基金supported by the National Natural Science Foundation of China (Grant No. 30771739)
文摘The molecular variation and genetic relationships among five populations of the fall webworm (Hyphantria cunea Drury) in China were assessed using microsatellite technology. Ten microsatellite primers, producing polymorphic bands, were used across 300 samples. The percentage of polymorphic loci (PPB) was 98.36%; the percentage of polymorphic loci in five populations ranged from high to low in the following order: Cangzhou population, Yantai population, Qinhuangdao population, Dandong population, and Shijiazhuang population.

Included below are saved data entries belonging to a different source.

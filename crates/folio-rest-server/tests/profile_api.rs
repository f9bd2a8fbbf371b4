// Copyright 2025 Schelling Point Labs Inc
// SPDX-License-Identifier: AGPL-3.0-only

mod common;

use axum::http::{Method, StatusCode};
use common::spawn_app;
use serde_json::json;

#[tokio::test]
async fn profile_update_is_recorded_as_activity() {
    let app = spawn_app().await;
    let admin = app.admin_token().await;
    let (_, token) = app.user_with_role(&admin, "writer@example.com", "editor").await;

    let (status, profile) = app
        .request(
            Method::PATCH,
            "/api/v1/user/profile",
            Some(&token),
            Some(json!({ "bio": "Hello", "location": "Lisbon" })),
        )
        .await;
    assert_eq!(status, StatusCode::OK, "{profile}");
    assert_eq!(profile["bio"], "Hello");
    assert_eq!(profile["email"], "writer@example.com");

    let (_, fetched) = app.get("/api/v1/user/profile", &token).await;
    assert_eq!(fetched["location"], "Lisbon");

    let (status, activities) = app.get("/api/v1/user/activities", &token).await;
    assert_eq!(status, StatusCode::OK);
    assert_eq!(activities[0]["action"], "profile_update");
    assert_eq!(activities[0]["metadata"]["changes"]["bio"], "Hello");
}

#[tokio::test]
async fn invalid_profile_website_is_rejected() {
    let app = spawn_app().await;
    let admin = app.admin_token().await;

    let (status, body) = app
        .request(
            Method::PATCH,
            "/api/v1/user/profile",
            Some(&admin),
            Some(json!({ "website": "not a url" })),
        )
        .await;
    assert_eq!(status, StatusCode::BAD_REQUEST, "{body}");
    assert!(body["errors"]["website"].is_array());
}

#[tokio::test]
async fn two_factor_toggle_writes_security_log() {
    let app = spawn_app().await;
    let admin = app.admin_token().await;
    let (user_id, token) = app.user_with_role(&admin, "guard@example.com", "user").await;

    let (status, overview) = app
        .request(
            Method::PATCH,
            "/api/v1/user/security",
            Some(&token),
            Some(json!({ "twoFactorEnabled": true })),
        )
        .await;
    assert_eq!(status, StatusCode::OK, "{overview}");
    assert_eq!(overview["twoFactorEnabled"], true);

    let log = &overview["securityLogs"][0];
    assert_eq!(log["type"], "change");
    assert_eq!(log["severity"], "low");
    assert_eq!(log["userId"], user_id.as_str());
    assert_eq!(log["details"]["twoFactorEnabled"], true);

    let (status, logs) = app.get("/api/v1/user/security/activities", &token).await;
    assert_eq!(status, StatusCode::OK);
    assert_eq!(logs[0]["message"], "Two-factor authentication enabled");
}

#[tokio::test]
async fn password_change_checks_current_and_length() {
    let app = spawn_app().await;
    let admin = app.admin_token().await;
    let (_, token) = app.user_with_role(&admin, "pw@example.com", "user").await;

    let (status, body) = app
        .post(
            "/api/v1/user/security/password",
            &token,
            json!({ "currentPassword": "wrong-password", "newPassword": "brand-new-pass" }),
        )
        .await;
    assert_eq!(status, StatusCode::UNAUTHORIZED, "{body}");

    let (status, body) = app
        .post(
            "/api/v1/user/security/password",
            &token,
            json!({ "currentPassword": "password-123", "newPassword": "short" }),
        )
        .await;
    assert_eq!(status, StatusCode::BAD_REQUEST);
    assert_eq!(body["errors"]["new_password"][0], "must be at least 8 characters");

    let (status, _) = app
        .post(
            "/api/v1/user/security/password",
            &token,
            json!({ "currentPassword": "password-123", "newPassword": "brand-new-pass" }),
        )
        .await;
    assert_eq!(status, StatusCode::OK);

    let (status, _) = app
        .request(
            Method::POST,
            "/api/v1/auth/login",
            None,
            Some(json!({ "email": "pw@example.com", "password": "password-123" })),
        )
        .await;
    assert_eq!(status, StatusCode::UNAUTHORIZED);
    app.login("pw@example.com", "brand-new-pass").await;

    let (_, logs) = app.get("/api/v1/user/security/activities", &token).await;
    assert_eq!(logs[0]["type"], "password_change");
}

The results showed that 34.38% of the total genetic variation of the fall webworm (GsT) occurs among populations, while most variation (65.62%) exists within populations. Nei's genetic distances ranged from 0.1386 to 0.3224. Using the unweighted pair group method with arithmetic mean (UPGMA), Nei's genetic distances were analyzed by a clustering technique and the dendrogram shows that population differentiation is closely related to the time and geographic origin of the invasion. The major factors impacting genetic diversity of fall webworm populations are longitude, the plain area ratio, annual precipitation, latitude and time of invasion. The formation of genetic structure is correlated with characteristics of the life history and invasion ecology of the species.